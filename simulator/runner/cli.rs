use std::path::PathBuf;

use clap::{command, Parser};

use crate::profiles::{CommandSpec, Profile, ScenarioKind};

#[derive(Parser, Debug, Clone)]
#[command(name = "rmdb-simulator")]
#[command(author, version, about, long_about = None)]
pub struct SimulatorCLI {
    #[clap(short, long, help = "set seed for reproducible runs", default_value = None)]
    pub seed: Option<u64>,
    #[clap(long, value_enum, help = "scenario to play, overriding the profile")]
    pub scenario: Option<ScenarioKind>,
    #[clap(short, long, help = "load the profile from a .toml or .json file")]
    pub profile: Option<PathBuf>,
    #[clap(
        long,
        help = "server command line, `{db}` is replaced by the database directory"
    )]
    pub server: Option<String>,
    #[clap(
        long,
        help = "client command line, `{db}` is replaced by the database directory"
    )]
    pub client: Option<String>,
    #[clap(
        short,
        long,
        help = "directory holding one sub-directory per seed",
        default_value = "simulator-runs"
    )]
    pub workdir: PathBuf,
    #[clap(short, long, help = "keep the run directory of passing runs")]
    pub keep: bool,
    #[clap(subcommand)]
    pub subcommand: Option<SimulatorCommand>,
}

#[derive(Parser, Debug, Clone, PartialEq, Eq)]
pub enum SimulatorCommand {
    #[clap(about = "run the simulator in a loop")]
    Loop {
        #[clap(
            short = 'n',
            long,
            help = "number of iterations to run the simulator",
            default_value_t = 5
        )]
        n: usize,
        #[clap(
            short = 'j',
            long,
            help = "number of scenarios running at the same time, each with its own engine",
            default_value_t = 1
        )]
        jobs: usize,
        #[clap(
            short = 's',
            long,
            help = "short circuit the simulator, stop on the first failure",
            default_value_t = false
        )]
        short_circuit: bool,
    },
    #[clap(about = "replay a failed run from its failure.json")]
    Replay {
        #[clap(help = "failure.json, or the run directory holding it")]
        path: PathBuf,
    },
    #[clap(about = "print the JSON schema of the profile file")]
    PrintSchema,
}

impl SimulatorCLI {
    pub fn validate(&self) -> Result<(), String> {
        if let Some(SimulatorCommand::Loop { n, jobs, .. }) = &self.subcommand {
            if *n < 1 {
                return Err("loop needs at least one iteration".to_string());
            }
            if *jobs < 1 {
                return Err("loop needs at least one job".to_string());
            }
        }
        if self.seed.is_some() && matches!(self.subcommand, Some(SimulatorCommand::Replay { .. })) {
            return Err("cannot set a seed when replaying a recorded failure".to_string());
        }
        for (flag, line) in [("--server", &self.server), ("--client", &self.client)] {
            if line.as_deref().is_some_and(|line| line.trim().is_empty()) {
                return Err(format!("{flag} must not be empty"));
            }
        }
        Ok(())
    }

    /// Loads the profile named on the command line, or the default one, and
    /// applies the command line overrides.
    pub fn profile(&self) -> anyhow::Result<Profile> {
        let profile = match &self.profile {
            Some(path) => Profile::load(path)?,
            None => Profile::default(),
        };
        self.apply_overrides(profile)
    }

    /// Applies the command line overrides to `profile` and validates the result.
    pub fn apply_overrides(&self, mut profile: Profile) -> anyhow::Result<Profile> {
        if let Some(kind) = self.scenario {
            profile.scenario.kind = kind;
        }
        if let Some(server) = self.server.as_deref().and_then(CommandSpec::parse) {
            profile.engine.server = server;
        }
        if let Some(client) = self.client.as_deref().and_then(CommandSpec::parse) {
            profile.engine.client = client;
        }
        Ok(profile.validated()?)
    }
}
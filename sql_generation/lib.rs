pub mod generation;
pub mod model;
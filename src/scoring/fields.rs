//! Typed contract fields.
//!
//! The external AI extractor emits a JSON object with human-readable
//! keys; this is its fixed-shape counterpart. Every member is optional
//! and whitespace-only values count as missing, so the scoring rules
//! never see empty strings.

use async_trait::async_trait;
use serde::{Deserialize, Serialize};
use thiserror::Error;

/// The ten semantic fields extracted from contract text.
#[derive(Debug, Clone, Default, PartialEq, Serialize, Deserialize)]
pub struct ContractFields {
    #[serde(rename = "Contract Number", default)]
    pub contract_number: Option<String>,
    #[serde(rename = "Company Name", default)]
    pub company_name: Option<String>,
    #[serde(rename = "Company Number", default)]
    pub company_number: Option<String>,
    #[serde(rename = "Registered Address", default)]
    pub registered_address: Option<String>,
    #[serde(rename = "Contact Details", default)]
    pub contact_details: Option<String>,
    #[serde(rename = "Responsible Person Full Name", default)]
    pub responsible_person: Option<String>,
    #[serde(rename = "Contract Date", default)]
    pub contract_date: Option<String>,
    #[serde(rename = "Website Domain", default)]
    pub website_domain: Option<String>,
    #[serde(rename = "Suspicious Phrases Found", default)]
    pub suspicious_phrases: Option<Vec<String>>,
    #[serde(rename = "Text Style", default)]
    pub text_style: Option<String>,
}

impl ContractFields {
    pub fn contract_number(&self) -> Option<&str> {
        clean(&self.contract_number)
    }

    pub fn company_name(&self) -> Option<&str> {
        clean(&self.company_name)
    }

    pub fn company_number(&self) -> Option<&str> {
        clean(&self.company_number)
    }

    pub fn registered_address(&self) -> Option<&str> {
        clean(&self.registered_address)
    }

    pub fn contact_details(&self) -> Option<&str> {
        clean(&self.contact_details)
    }

    pub fn responsible_person(&self) -> Option<&str> {
        clean(&self.responsible_person)
    }

    pub fn contract_date(&self) -> Option<&str> {
        clean(&self.contract_date)
    }

    pub fn website_domain(&self) -> Option<&str> {
        clean(&self.website_domain)
    }

    pub fn text_style(&self) -> Option<&str> {
        clean(&self.text_style)
    }

    /// All present values joined into one haystack for phrase scanning.
    pub fn concatenated(&self) -> String {
        let mut parts: Vec<&str> = [
            &self.contract_number,
            &self.company_name,
            &self.company_number,
            &self.registered_address,
            &self.contact_details,
            &self.responsible_person,
            &self.contract_date,
            &self.website_domain,
            &self.text_style,
        ]
        .into_iter()
        .filter_map(|field| clean(field))
        .collect();
        if let Some(phrases) = &self.suspicious_phrases {
            parts.extend(phrases.iter().map(String::as_str));
        }
        parts.join(" ")
    }
}

fn clean(value: &Option<String>) -> Option<&str> {
    value.as_deref().map(str::trim).filter(|v| !v.is_empty())
}

#[derive(Debug, Error)]
pub enum FieldExtractionError {
    #[error("data extraction failed: {0}")]
    Failed(String),
}

/// External AI-based field extraction, treated as an atomic fallible call.
#[async_trait]
pub trait FieldExtractor: Send + Sync {
    async fn extract(&self, contract_text: &str) -> Result<ContractFields, FieldExtractionError>;
}
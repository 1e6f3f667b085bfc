//! Contracheck - employment contract verification and trust scoring.
//!
//! A tool for extracting text from scanned employment contracts and
//! scoring the extracted facts against the UK company registry.

use contracheck::cli;

use tracing_subscriber::{layer::SubscriberExt, util::SubscriberInitExt};

#[tokio::main]
async fn main() -> anyhow::Result<()> {
    // Load .env file if present (before anything else)
    let _ = dotenvy::dotenv();

    // Initialize logging based on verbosity
    let default_filter = if cli::is_verbose() {
        "contracheck=info"
    } else {
        "contracheck=warn"
    };

    tracing_subscriber::registry()
        .with(
            tracing_subscriber::EnvFilter::try_from_default_env()
                .unwrap_or_else(|_| default_filter.into()),
        )
        .with(tracing_subscriber::fmt::layer())
        .init();

    // Run CLI
    cli::run().await
}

Exercise objective: Note every line in the material with "holding" and copy it.

Answer to this task:
        help = "directory holding one sub-directory per seed",
        #[clap(help = "failure.json, or the run directory holding it")]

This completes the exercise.